§ **Your instructions**
If a line in the entries contains the word "usize", list it.

BEGIN

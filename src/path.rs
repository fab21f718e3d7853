use jsonptr::{PointerBuf, Token};
use serde::{Deserialize, Serialize};
use std::fmt::{self, Display};
use std::str::FromStr;
use thiserror::Error;

/// The document root
pub const ROOT: &str = "$";

#[derive(Debug, Error, Clone, PartialEq, Eq)]
pub enum PathError {
    #[error("expression '{0}' must start at the document root '$'")]
    MissingRoot(String),

    #[error("expression '{expr}' has an empty member name at position {pos}")]
    EmptyMember { expr: String, pos: usize },

    #[error("expression '{0}' has an unclosed bracket")]
    UnclosedBracket(String),

    #[error("expression '{expr}' has an invalid bracket step '[{content}]'")]
    InvalidBracket { expr: String, content: String },

    #[error("expression '{expr}' has an unexpected character '{ch}' at position {pos}")]
    UnexpectedChar { expr: String, ch: char, pos: usize },
}

/// A single addressing step of a path expression
#[derive(Clone, Debug, PartialEq, Eq)]
pub enum Segment {
    /// `.name` or `['name']`
    Member(String),
    /// `[n]`
    Index(usize),
    /// `.*` or `[*]`
    Wildcard,
    /// `..`
    Descendant,
    /// `[?(...)]`, unions and slices
    Filter(String),
}

impl Segment {
    /// Steps that may address more than one value
    pub fn is_prohibited(&self) -> bool {
        matches!(
            self,
            Segment::Wildcard | Segment::Descendant | Segment::Filter(_)
        )
    }

    fn to_token(&self) -> Option<Token<'static>> {
        match self {
            Segment::Member(name) => Some(Token::new(name.clone())),
            Segment::Index(i) => Some(Token::new(i.to_string())),
            _ => None,
        }
    }
}

/// A path expression rooted at `$`, e.g. `$.order.items[0]`
#[derive(Clone, Debug, PartialEq, Eq, Serialize, Deserialize)]
#[serde(try_from = "String", into = "String")]
pub struct PathExpression {
    expression: String,
    segments: Vec<Segment>,
}

impl PathExpression {
    pub fn parse(expression: impl Into<String>) -> Result<Self, PathError> {
        let expression = expression.into();
        let segments = parse_segments(&expression)?;
        Ok(Self {
            expression,
            segments,
        })
    }

    pub fn root() -> Self {
        Self {
            expression: ROOT.to_string(),
            segments: Vec::new(),
        }
    }

    pub fn is_root(&self) -> bool {
        self.segments.is_empty()
    }

    pub fn segments(&self) -> &[Segment] {
        &self.segments
    }

    pub fn as_str(&self) -> &str {
        &self.expression
    }

    /// The first step that may address more than one value
    pub fn prohibited_segment(&self) -> Option<&Segment> {
        self.segments.iter().find(|s| s.is_prohibited())
    }

    /// Convert the expression to a JSON pointer
    ///
    /// Returns `None` if the expression uses any prohibited step.
    pub fn to_pointer(&self) -> Option<PointerBuf> {
        let mut pointer = PointerBuf::new();
        for segment in self.segments.iter() {
            pointer.push_back(segment.to_token()?);
        }
        Some(pointer)
    }
}

impl Display for PathExpression {
    fn fmt(&self, f: &mut fmt::Formatter<'_>) -> fmt::Result {
        write!(f, "{}", self.expression)
    }
}

impl FromStr for PathExpression {
    type Err = PathError;

    fn from_str(s: &str) -> Result<Self, Self::Err> {
        Self::parse(s)
    }
}

impl TryFrom<String> for PathExpression {
    type Error = PathError;

    fn try_from(s: String) -> Result<Self, Self::Error> {
        Self::parse(s)
    }
}

impl From<PathExpression> for String {
    fn from(path: PathExpression) -> String {
        path.expression
    }
}

fn is_delimiter(c: char) -> bool {
    c == '.' || c == '['
}

fn parse_segments(expr: &str) -> Result<Vec<Segment>, PathError> {
    let rest = expr
        .strip_prefix(ROOT)
        .ok_or_else(|| PathError::MissingRoot(expr.to_string()))?;

    let chars: Vec<char> = rest.chars().collect();
    // positions are reported relative to the full expression
    let offset = ROOT.len();
    let mut segments = Vec::new();
    let mut i = 0;

    while i < chars.len() {
        match chars[i] {
            '.' => {
                i += 1;
                if chars.get(i) == Some(&'.') {
                    segments.push(Segment::Descendant);
                    i += 1;
                    // `$..[0]` and `$..name` both continue after the descent
                    if chars.get(i) == Some(&'[') {
                        continue;
                    }
                }
                let start = i;
                while i < chars.len() && !is_delimiter(chars[i]) {
                    i += 1;
                }
                let name: String = chars[start..i].iter().collect();
                match name.as_str() {
                    "" => {
                        return Err(PathError::EmptyMember {
                            expr: expr.to_string(),
                            pos: offset + start,
                        })
                    }
                    "*" => segments.push(Segment::Wildcard),
                    _ => segments.push(Segment::Member(name)),
                }
            }
            '[' => {
                let start = i + 1;
                let end = chars[start..]
                    .iter()
                    .position(|c| *c == ']')
                    .map(|p| start + p)
                    .ok_or_else(|| PathError::UnclosedBracket(expr.to_string()))?;
                let content: String = chars[start..end].iter().collect();
                segments.push(parse_bracket(expr, content)?);
                i = end + 1;
            }
            ch => {
                return Err(PathError::UnexpectedChar {
                    expr: expr.to_string(),
                    ch,
                    pos: offset + i,
                })
            }
        }
    }

    Ok(segments)
}

fn parse_bracket(expr: &str, content: String) -> Result<Segment, PathError> {
    let trimmed = content.trim();
    if trimmed == "*" {
        return Ok(Segment::Wildcard);
    }

    for quote in ['\'', '"'] {
        if let Some(name) = trimmed
            .strip_prefix(quote)
            .and_then(|s| s.strip_suffix(quote))
        {
            if name.is_empty() {
                break;
            }
            return Ok(Segment::Member(name.to_string()));
        }
    }

    if let Ok(index) = trimmed.parse::<usize>() {
        return Ok(Segment::Index(index));
    }

    if trimmed.starts_with('?') || trimmed.contains(',') || trimmed.contains(':') {
        return Ok(Segment::Filter(content));
    }

    Err(PathError::InvalidBracket {
        expr: expr.to_string(),
        content,
    })
}
use serde::Deserialize;
use std::time::Duration;

/// Broker options
///
/// Options can be set with the builder methods or read from a JSON document,
/// in which case missing fields take their default value. Values that must be
/// positive are raised to 1 when read, whichever way they were set.
#[derive(Debug, Clone, PartialEq, Eq, Deserialize)]
#[serde(default)]
pub struct Opts {
    /// Number of partitions. Defaults to 1
    pub(crate) partitions: u16,
    /// Period of the expiry sweep of buffered messages. Defaults to 1 second
    pub(crate) sweep_interval_ms: u64,
    /// Minimum time a message id is kept to reject duplicates. Defaults to 1 hour
    pub(crate) id_retention_ms: u64,
    /// Capacity of the command channel of each partition. Defaults to 100
    pub(crate) channel_capacity: usize,
    /// Time to live of messages published without one. Defaults to 1 hour
    pub(crate) default_ttl_ms: u64,
}

impl Default for Opts {
    fn default() -> Self {
        Opts {
            partitions: 1,
            sweep_interval_ms: 1000,
            id_retention_ms: 3_600_000,
            channel_capacity: 100,
            default_ttl_ms: 3_600_000,
        }
    }
}

impl Opts {
    pub fn partitions(self, partitions: u16) -> Self {
        let mut opts = self;
        opts.partitions = partitions.max(1);
        opts
    }

    pub fn sweep_interval_ms(self, sweep_interval_ms: u64) -> Self {
        let mut opts = self;
        opts.sweep_interval_ms = sweep_interval_ms.max(1);
        opts
    }

    pub fn id_retention_ms(self, id_retention_ms: u64) -> Self {
        let mut opts = self;
        opts.id_retention_ms = id_retention_ms;
        opts
    }

    pub fn channel_capacity(self, channel_capacity: usize) -> Self {
        let mut opts = self;
        opts.channel_capacity = channel_capacity.max(1);
        opts
    }

    pub fn default_ttl_ms(self, default_ttl_ms: u64) -> Self {
        let mut opts = self;
        opts.default_ttl_ms = default_ttl_ms;
        opts
    }

    pub fn get_partitions(&self) -> u16 {
        self.partitions.max(1)
    }

    pub(crate) fn sweep_interval(&self) -> Duration {
        Duration::from_millis(self.sweep_interval_ms.max(1))
    }

    pub(crate) fn get_channel_capacity(&self) -> usize {
        self.channel_capacity.max(1)
    }
}

#[cfg(test)]
mod tests {
    use super::*;
    use pretty_assertions::assert_eq;
    use serde_json::json;

    #[test]
    fn it_reads_options_with_defaults() {
        let opts: Opts = serde_json::from_value(json!({
            "partitions": 3,
            "default_ttl_ms": 0
        }))
        .unwrap();
        assert_eq!(
            opts,
            Opts::default().partitions(3).default_ttl_ms(0)
        );
        assert_eq!(opts.sweep_interval_ms, 1000);
    }

    #[test]
    fn it_keeps_at_least_one_partition() {
        assert_eq!(Opts::default().partitions(0).get_partitions(), 1);
    }

    #[test]
    fn it_raises_zero_values_read_from_json() {
        let opts: Opts = serde_json::from_value(json!({
            "partitions": 0,
            "sweep_interval_ms": 0,
            "channel_capacity": 0
        }))
        .unwrap();
        assert_eq!(opts.get_partitions(), 1);
        assert_eq!(opts.sweep_interval(), Duration::from_millis(1));
        assert_eq!(opts.get_channel_capacity(), 1);
    }
}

END

§ **Output**
    EmptyMember { expr: String, pos: usize },
    UnexpectedChar { expr: String, ch: char, pos: usize },
    Index(usize),
    if let Ok(index) = trimmed.parse::<usize>() {
    pub(crate) channel_capacity: usize,
    pub fn channel_capacity(self, channel_capacity: usize) -> Self {
    pub(crate) fn get_channel_capacity(&self) -> usize {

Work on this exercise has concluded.